Esra Kılıç – 8 Mart 2024
Mahkeme: Eskişehir 1. Ağır Ceza Mahkemesi
Dosya: 2023/283
Çobanlık yapan Nezir Tekçi’den, 28 Nisan 1995’te Hakkari’nin Yüksekova ilçesine bağlı Yukarı Ölçek mezrasında askerler tarafından gözaltına alındıktan sonra bir daha haber alınamaması üzerine Yüksekova’da 2011 yılında açılan ve güvenlik gerekçesiyle Eskişehir’e nakledilen davada 2015 yılında sanıklar Ali Osman Akın ve Kemal Alkan hakkında ‘’canavarca bir his sevki ile veya işkence ve tazip ile kasten öldürme’’ suçlamalarından beraat kararı verilmişti. 2018 yılında Yargıtay tarafından onanan beraat kararı hakkında Tekçi Ailesi’nin Anayasa Mahkemesi’ne yaptığı bireysel başvuru sonucunda yaşam hakkının ihlal edildiğine karar verilmesi üzerine Eskişehir 1. Ağır Ceza Mahkemesi’nde yeniden başlayan yargılamanın ilk duruşması 17 Temmuz 2023 günü görülmüştü. İlk duruşmaya katılan sanıklar hakkında yurt dışına çıkış yasağı uygulanmasına ve sonraki duruşmalardan bağışık bırakılmalarına karar verilmiş, tutuklama talepleri reddedilmişti. Nezir Tekçi’nin kardeşi Lokman Tekçi ikinci duruşmaya katılarak davaya taraf olarak katılmayı talep etmiş, talebi kabul edilmişti. Davanın dördüncü duruşması 8 Mart 2024 günü görüldü.
Duruşma Öncesi
Eskişehir 1. Ağır Ceza Mahkemesi’nin duruşma salonunun önünde Dem Parti Eskişehir İl örgütü yöneticileri beklemekteydi. İHD Ankara şube ve Dem Parti Genel Merkezi’nden temsilciler de duruşma için gelmişti.
Tekçi Ailesi vekillerinden Av Ramazan Demir ve Av. Bünyamin İnce mahkeme kaleminde dosyaya gelen evrakları kontrol ediyorlardı.

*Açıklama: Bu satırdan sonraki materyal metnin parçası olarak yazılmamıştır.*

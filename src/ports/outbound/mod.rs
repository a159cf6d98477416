/// Outbound ports (Driven ports) - Infrastructure interfaces
///
/// These ports define the interfaces that the application core uses
/// to interact with external systems (BoM API, report files, console).
pub mod part_catalog;
pub mod progress_reporter;
pub mod report_writer;

pub use part_catalog::PartCatalog;
pub use progress_reporter::ProgressReporter;
pub use report_writer::ReportWriter;
/// Type alias for Result with anyhow::Error as the error type.
/// This provides a consistent error handling pattern across the codebase.
pub type Result<T> = std::result::Result<T, anyhow::Error>;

Bekleme alanında kalabalık bir grup bulunuyordu. Alevi bir ailenin çocuğu öldürüldüğü için CHP İl Örgütü temsilcileri davayı izlemeye gelmişti.

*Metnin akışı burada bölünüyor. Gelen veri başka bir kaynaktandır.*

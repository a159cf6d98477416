use crate::rollup::domain::{BomEdge, PartId, PartRecord};
use crate::shared::Result;

/// PartCatalog port for the BoM data source
///
/// This port abstracts the external service (e.g., the BoM HTTP API)
/// that supplies the assembly edges and the display number of each part.
///
/// Calls are blocking; the roll-up waits on each one before moving on.
pub trait PartCatalog {
    /// Fetches the complete, flat list of BoM edges
    ///
    /// # Returns
    /// Every edge of the assembly; an empty list when the source has no data
    ///
    /// # Errors
    /// Returns an error if:
    /// - The network request fails or times out
    /// - The source answers with a non-success status
    /// - The response cannot be parsed
    fn fetch_bill_of_materials(&self) -> Result<Vec<BomEdge>>;

    /// Resolves an internal part id to its catalog record
    ///
    /// # Arguments
    /// * `part_id` - Internal identifier of the part
    ///
    /// # Returns
    /// The record; its `part_number` may be absent, see `PartRecord::display_number`
    fn resolve_part_number(&self, part_id: PartId) -> Result<PartRecord>;
}

impl<T: PartCatalog + ?Sized> PartCatalog for &T {
    fn fetch_bill_of_materials(&self) -> Result<Vec<BomEdge>> {
        (**self).fetch_bill_of_materials()
    }

    fn resolve_part_number(&self, part_id: PartId) -> Result<PartRecord> {
        (**self).resolve_part_number(part_id)
    }
}

impl<T: PartCatalog + ?Sized> PartCatalog for Box<T> {
    fn fetch_bill_of_materials(&self) -> Result<Vec<BomEdge>> {
        (**self).fetch_bill_of_materials()
    }

    fn resolve_part_number(&self, part_id: PartId) -> Result<PartRecord> {
        (**self).resolve_part_number(part_id)
    }
}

Saat tam 14.00’te izleyiciler salona çağrıldı. Herhangi bir polis ya da güvenlik önlemi yoktu.
Duruşmaya Dair
SEGBİS sisteminde sorun olduğu için ayaklı kamera sistemi kurulmuştu. Katip öncesinde konuya dair açıklama yaptı. Kayıt için yüksek sesle konuşma yapmalarını söyledi. Bu sırada duruşmaya gelenler duruşma zaptına kaydedildi. Tekçi ailesini Av. Ramazan Demir, Av. Özgür Yaldız ve Av. Bünyamin İnce temsil etti. Sanıklardan Osman Akın’ın müdafii Av.Aytekin Erol ve Kemal Alkan müdafii Av. Esra Yıldız katıldı.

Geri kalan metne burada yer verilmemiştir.